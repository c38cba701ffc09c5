//! Tokenizer and ranking throughput.

use std::hint::black_box;

use criterion::{Criterion, criterion_group, criterion_main};
use project_search_bar::index::{IndexFilter, IndexedDocument, InvertedIndex};
use project_search_bar::latex::{parse_query, tokenize};
use project_search_bar::models::RankingMode;

const SAMPLE: &str = r"\section{Introduction}
Let $\zeta(s)$ denote the Riemann zeta function. We show that
\begin{equation}
  \sum_{n \le x} \Lambda(n) = x + O\left(x^{1/2} \log^2 x\right)
\end{equation}
holds under the Riemann hypothesis \cite{titchmarsh}. The proof uses the
explicit formula and a smoothed contour integral; see Section~\ref{sec:proof}.
% a comment that is never indexed
\emph{Acknowledgements.} We thank the referee.";

const VOCAB: &[&str] = &[
    "zeta", "riemann", "prime", "sieve", "curve", "modular", "form", "\\zeta", "\\sum",
    "\\int", "\\lambda", "$x", "$n", "hypothesis", "explicit", "formula", "contour", "integral",
];

fn corpus(size: usize) -> InvertedIndex {
    let docs = (0..size).map(|i| {
        let terms = VOCAB
            .iter()
            .enumerate()
            .filter(|(j, _)| (i * 7 + j * 3) % 5 < 2)
            .map(|(j, t)| ((*t).to_string(), 1.0 + ((i + j) % 4) as f32))
            .collect();
        IndexedDocument { id: i as i64 + 1, terms, year: Some(2000 + (i % 25) as i32), categories: Vec::new() }
    });
    let mut index = InvertedIndex::from_documents(docs);
    index.refresh();
    index
}

fn bench_tokenize(c: &mut Criterion) {
    c.bench_function("tokenize_section", |b| b.iter(|| tokenize(black_box(SAMPLE))));
    c.bench_function("parse_query", |b| {
        b.iter(|| parse_query(black_box("zeros of $\\zeta(s)$ on the critical line")));
    });
}

fn bench_rank(c: &mut Criterion) {
    let index = corpus(5_000);
    let terms = parse_query("riemann zeta $\\zeta(s)$ explicit formula");
    let filter = IndexFilter::default();

    let mut group = c.benchmark_group("rank_5000");
    for mode in [RankingMode::Bm25, RankingMode::Tfidf, RankingMode::Dual] {
        group.bench_function(mode.to_string(), |b| {
            b.iter(|| index.rank(black_box(&terms), mode, &filter));
        });
    }
    group.finish();
}

criterion_group!(benches, bench_tokenize, bench_rank);
criterion_main!(benches);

-------

Restate the records above verbatim up to and including the line containing "const SAMPLE: &str".

repository c38cba701ffc09c5
//! Tokenizer and ranking throughput.

use std::hint::black_box;

use criterion::{Criterion, criterion_group, criterion_main};
use project_search_bar::index::{IndexFilter, IndexedDocument, InvertedIndex};
use project_search_bar::latex::{parse_query, tokenize};
use project_search_bar::models::RankingMode;

const SAMPLE: &str = r"\section{Introduction}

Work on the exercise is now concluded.